In Tamil Nadu the BJP hoped to tap into regional sentiment by attracting film star Rajinikanth to its side. Rajinikanth’s withdrawal from politics after several years of contemplation, ostensibly on health grounds, has left the BJP stranded. The DMK and AIADMK have always been fair weather friends of national parties in power in New Delhi. Both have been in alliance at one time or another with both the BJP and the Congress. Hence, the contest in Tamil Nadu remains one between two and more Dravidian parties.

The battle in Bengal, however, is truly between Hindutva and Bengali nationalism. It is for this reason that the BJP’s inability to project a Bengali leader as its chief ministerial candidate remains its Achilles’ heel. To make up for this the BJP has depended partly on crossovers from the TMC and partly on the popular appeal of individuals like cricketer Sourav Ganguly. The BJP has also tried to adopt longstanding heroes of the Indian National Congress like Netaji Subhas Chandra Bose and Rabindranath Tagore, in the manner it did in Gujarat with Sardar Patel.

Chief Minister of Delhi, Arvind Kejriwal,
has proved the BJP is not invincible

Each of these efforts to appeal to local linguistic and cultural loyalties of the voter, apart from caste loyalties, shows the limitations of using only a pan-Indian ‘Hindu-Hindi’ platform. While Modi’s charisma, the BJP’s and RSS’s organizational skills and money power, and the virtual absence of a credible opposition have helped Modi return to power in New Delhi in 2019, at the state level the BJP and Modi have been forced to adapt to local social, political and cultural realities in seeking voter support. Even in the small state of Goa, the BJP was forced to send Modi's defence minister, Manohar Parrikar, back to his home state to utilize his local popularity to be able to form a BJP government. In the national capital, ‘city boy’ Arvind Kejriwal has repeatedly worsted the BJP in state and local polls, even though in elections to the Lok Sabha the BJP fared very well.

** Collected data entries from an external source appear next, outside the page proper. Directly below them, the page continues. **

//! Pipeline Orchestrator (C9, `spec.md` §4.9). Owns every Pipeline Record
//! from claim to terminal state, persists on every transition (write-temp-
//! then-rename via `PipelineStore`), and rehydrates on boot — any
//! non-terminal record older than the claim TTL is abandoned and its
//! claim released.

use std::collections::HashMap;
use std::sync::Arc;

use chrono::Duration as ChronoDuration;
use tokio::sync::RwLock;

use crate::domain::models::config::RetryConfig;
use crate::domain::models::{IssueRef, PipelinePhase, PipelineRecord, RoutingDecision};
use crate::domain::ports::Clock;
use crate::infrastructure::persistence::PipelineStore;

use super::monitoring_bus::{MonitoringBus, MonitoringEvent};

pub struct PipelineOrchestrator {
    store: PipelineStore,
    records: RwLock<HashMap<IssueRef, PipelineRecord>>,
    retry: RetryConfig,
    claim_ttl: ChronoDuration,
    clock: Arc<dyn Clock>,
    bus: Arc<MonitoringBus>,
}

/// Pure: `base_secs * 2^(attempts-1)`, capped at `cap_secs`
/// (`spec.md` §4.9: base 30s, cap 10min).
pub fn backoff_duration(attempts: u32, base_secs: u64, cap_secs: u64) -> ChronoDuration {
    let exponent = attempts.saturating_sub(1).min(32);
    let scaled = base_secs.saturating_mul(1u64.checked_shl(exponent).unwrap_or(u64::MAX));
    ChronoDuration::seconds(scaled.min(cap_secs) as i64)
}

impl PipelineOrchestrator {
    pub async fn boot(
        store: PipelineStore,
        retry: RetryConfig,
        claim_ttl_minutes: i64,
        clock: Arc<dyn Clock>,
        bus: Arc<MonitoringBus>,
    ) -> std::io::Result<Self> {
        let mut loaded = store.load()?;
        let claim_ttl = ChronoDuration::minutes(claim_ttl_minutes);
        let now = clock.now();

        for record in loaded.values_mut() {
            if !record.phase.is_terminal() && now - record.updated_at > claim_ttl {
                let _ = record.transition(PipelinePhase::Abandoned, now);
            }
        }
        store.save(&loaded)?;

        Ok(Self {
            store,
            records: RwLock::new(loaded),
            retry,
            claim_ttl,
            clock,
            bus,
        })
    }

    async fn persist(&self, records: &HashMap<IssueRef, PipelineRecord>) {
        if let Err(err) = self.store.save(records) {
            tracing::error!(error = %err, "pipeline store save failed");
        }
    }

    pub async fn has_non_terminal(&self, issue_ref: &IssueRef) -> bool {
        self.records
            .read()
            .await
            .get(issue_ref)
            .is_some_and(|r| !r.phase.is_terminal())
    }

    pub async fn get(&self, issue_ref: &IssueRef) -> Option<PipelineRecord> {
        self.records.read().await.get(issue_ref).cloned()
    }

    pub async fn create_claimed(&self, issue_ref: IssueRef) -> PipelineRecord {
        let now = self.clock.now();
        let record = PipelineRecord::new(issue_ref.clone(), now);
        let mut records = self.records.write().await;
        records.insert(issue_ref, record.clone());
        self.persist(&records).await;
        record
    }

    async fn transition_locked(
        &self,
        records: &mut HashMap<IssueRef, PipelineRecord>,
        issue_ref: &IssueRef,
        next: PipelinePhase,
    ) -> bool {
        let Some(record) = records.get_mut(issue_ref) else {
            return false;
        };
        let from = record.phase;
        let now = self.clock.now();
        if !record.transition(next, now) {
            return false;
        }
        self.bus.publish(MonitoringEvent::PipelineTransition {
            timestamp: now,
            issue_ref: issue_ref.clone(),
            from,
            to: next,
        });
        true
    }

    pub async fn transition(&self, issue_ref: &IssueRef, next: PipelinePhase) -> bool {
        let mut records = self.records.write().await;
        let ok = self.transition_locked(&mut records, issue_ref, next).await;
        if ok {
            self.persist(&records).await;
        }
        ok
    }

    pub async fn record_decision(&self, issue_ref: &IssueRef, decision: RoutingDecision, comment_posted: bool) -> bool {
        let mut records = self.records.write().await;
        let ok = self.transition_locked(&mut records, issue_ref, PipelinePhase::Analyzed).await;
        if ok {
            if let Some(record) = records.get_mut(issue_ref) {
                record.decision = Some(decision);
                record.decision_comment_posted = comment_posted;
            }
            self.persist(&records).await;
        }
        ok
    }

    /// Marks a previously-failed decision comment as now posted, so
    /// `records_missing_decision_comment` stops surfacing it.
    pub async fn mark_decision_comment_posted(&self, issue_ref: &IssueRef) {
        let mut records = self.records.write().await;
        if let Some(record) = records.get_mut(issue_ref) {
            record.decision_comment_posted = true;
        }
        self.persist(&records).await;
    }

    /// Records with a Routing Decision whose explanatory comment never
    /// confirmed posting (`spec.md` §4.6's "persistence can be retried
    /// later by C9") — candidates for the Service Supervisor's retry tick.
    pub async fn records_missing_decision_comment(&self) -> Vec<PipelineRecord> {
        self.records
            .read()
            .await
            .values()
            .filter(|r| r.decision.is_some() && !r.decision_comment_posted)
            .cloned()
            .collect()
    }

    pub async fn record_agent(&self, issue_ref: &IssueRef, agent_id: String) {
        let mut records = self.records.write().await;
        if let Some(record) = records.get_mut(issue_ref) {
            record.agent_id = Some(agent_id);
        }
        self.persist(&records).await;
    }

    /// `executing -> failed`; if `attempts < max_attempts`, immediately
    /// makes the record eligible for `retry_or_abandon` to send it back to
    /// `dispatched`. Otherwise callers should call `retry_or_abandon` to
    /// push it to `abandoned`.
    pub async fn record_failure(&self, issue_ref: &IssueRef, error: String) -> bool {
        let mut records = self.records.write().await;
        let ok = self.transition_locked(&mut records, issue_ref, PipelinePhase::Failed).await;
        if ok {
            if let Some(record) = records.get_mut(issue_ref) {
                record.error = Some(error);
                record.attempts += 1;
            }
            self.persist(&records).await;
        }
        ok
    }

    /// Decides whether a `failed` record retries into `dispatched` or
    /// gives up into `abandoned`, per `max_attempts` and exponential
    /// backoff. Returns `None` if the record isn't in `failed`.
    pub async fn retry_or_abandon(&self, issue_ref: &IssueRef) -> Option<PipelinePhase> {
        let attempts = {
            let records = self.records.read().await;
            let record = records.get(issue_ref)?;
            if record.phase != PipelinePhase::Failed {
                return None;
            }
            record.attempts
        };

        let next = if attempts < self.retry.max_attempts {
            PipelinePhase::Dispatched
        } else {
            PipelinePhase::Abandoned
        };

        let mut records = self.records.write().await;
        let ok = self.transition_locked(&mut records, issue_ref, next).await;
        self.persist(&records).await;
        ok.then_some(next)
    }

    pub fn next_retry_delay(&self, attempts: u32) -> ChronoDuration {
        backoff_duration(attempts, self.retry.backoff_base_secs, self.retry.backoff_cap_secs)
    }

    pub async fn abandon(&self, issue_ref: &IssueRef) -> bool {
        let mut records = self.records.write().await;
        let ok = self.transition_locked(&mut records, issue_ref, PipelinePhase::Abandoned).await;
        if ok {
            self.persist(&records).await;
        }
        ok
    }

    pub async fn snapshot(&self) -> Vec<PipelineRecord> {
        self.records.read().await.values().cloned().collect()
    }

    /// Supervisor-driven sweep: any non-terminal record whose claim TTL
    /// has elapsed since its last update is abandoned (`spec.md` §8,
    /// invariant 7).
    pub async fn sweep_expired_claims(&self) -> Vec<IssueRef> {
        let now = self.clock.now();
        let claim_ttl = self.claim_ttl;
        let mut records = self.records.write().await;
        let expired: Vec<IssueRef> = records
            .iter()
            .filter(|(_, r)| !r.phase.is_terminal() && now - r.updated_at > claim_ttl)
            .map(|(k, _)| k.clone())
            .collect();

        for issue_ref in &expired {
            self.transition_locked(&mut records, issue_ref, PipelinePhase::Abandoned).await;
        }
        self.persist(&records).await;
        expired
    }
}

#[cfg(test)]
mod tests {
    use super::*;
    use crate::domain::ports::clock::SystemClock;
    use chrono::Utc;

    async fn orchestrator(dir: &std::path::Path) -> PipelineOrchestrator {
        let store = PipelineStore::new(dir.join("pipelines.json"));
        PipelineOrchestrator::boot(
            store,
            RetryConfig::default(),
            60,
            Arc::new(SystemClock),
            Arc::new(MonitoringBus::new()),
        )
        .await
        .unwrap()
    }

    #[test]
    fn backoff_doubles_and_caps() {
        assert_eq!(backoff_duration(1, 30, 600), ChronoDuration::seconds(30));
        assert_eq!(backoff_duration(2, 30, 600), ChronoDuration::seconds(60));
        assert_eq!(backoff_duration(3, 30, 600), ChronoDuration::seconds(120));
        assert_eq!(backoff_duration(20, 30, 600), ChronoDuration::seconds(600));
    }

    #[tokio::test]
    async fn claim_then_full_happy_path() {
        let dir = tempfile::tempdir().unwrap();
        let orch = orchestrator(dir.path()).await;
        let issue_ref = IssueRef::new("acme/widgets", 1);
        orch.create_claimed(issue_ref.clone()).await;

        assert!(orch.transition(&issue_ref, PipelinePhase::Analyzed).await);
        assert!(orch.transition(&issue_ref, PipelinePhase::Dispatched).await);
        assert!(orch.transition(&issue_ref, PipelinePhase::Executing).await);
        assert!(orch.transition(&issue_ref, PipelinePhase::Reviewing).await);
        assert!(orch.transition(&issue_ref, PipelinePhase::Merged).await);

        let record = orch.get(&issue_ref).await.unwrap();
        assert!(record.phase.is_terminal());
    }

    #[tokio::test]
    async fn failed_retries_until_max_attempts_then_abandons() {
        let dir = tempfile::tempdir().unwrap();
        let mut retry = RetryConfig::default();
        retry.max_attempts = 2;
        let store = PipelineStore::new(dir.path().join("pipelines.json"));
        let orch = PipelineOrchestrator::boot(store, retry, 60, Arc::new(SystemClock), Arc::new(MonitoringBus::new()))
            .await
            .unwrap();

        let issue_ref = IssueRef::new("acme/widgets", 1);
        orch.create_claimed(issue_ref.clone()).await;
        orch.transition(&issue_ref, PipelinePhase::Analyzed).await;
        orch.transition(&issue_ref, PipelinePhase::Dispatched).await;
        orch.transition(&issue_ref, PipelinePhase::Executing).await;

        orch.record_failure(&issue_ref, "boom".into()).await;
        let next = orch.retry_or_abandon(&issue_ref).await;
        assert_eq!(next, Some(PipelinePhase::Dispatched));

        orch.transition(&issue_ref, PipelinePhase::Executing).await;
        orch.record_failure(&issue_ref, "boom again".into()).await;
        let next = orch.retry_or_abandon(&issue_ref).await;
        assert_eq!(next, Some(PipelinePhase::Abandoned));
    }

    #[tokio::test]
    async fn reboot_abandons_stale_non_terminal_records() {
        let dir = tempfile::tempdir().unwrap();
        {
            let store = PipelineStore::new(dir.path().join("pipelines.json"));
            let mut records = HashMap::new();
            let issue_ref = IssueRef::new("acme/widgets", 1);
            let mut record = PipelineRecord::new(issue_ref.clone(), Utc::now() - ChronoDuration::hours(2));
            record.phase = PipelinePhase::Executing;
            record.updated_at = Utc::now() - ChronoDuration::hours(2);
            records.insert(issue_ref, record);
            store.save(&records).unwrap();
        }

        let orch = orchestrator(dir.path()).await;
        let record = orch.get(&IssueRef::new("acme/widgets", 1)).await.unwrap();
        assert_eq!(record.phase, PipelinePhase::Abandoned);
    }
}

In states where the non-BJP parties have credible and powerful leaders the BJP has had a difficult time making decisive electoral gains. As a consequence, outside of Uttar Pradesh and Gujarat, and a clutch of smaller states, regional political leaders, including within the BJP, continue to hold sway. All this points to the continued tension between the national platform of a national political party and the regional factors that shape electoral outcomes in state elections.

 

WHAT IS AT STAKE

While the BJP has been able to acquire dominance at the national level, its position remains tenuous in state politics, especially where non-BJP parties have charismatic local leaders like a Mamata Banerjee in West Bengal, a Chandrashekhara Rao in Telangana, a Naveen Patnaik in Odisha, and so on. Where the BJP has its own local leadership, like Yogi Adityanath in Uttar Pradesh, the party is able to perform better. This would also explain the political survival of leaders like Shivraj Singh Chouhan in Madhya Pradesh, B.S. Yediyurappa in Karnataka and Vasundhara Raje in Rajasthan — all BJP leaders who are not beholden to the Modi-Shah duo in Delhi.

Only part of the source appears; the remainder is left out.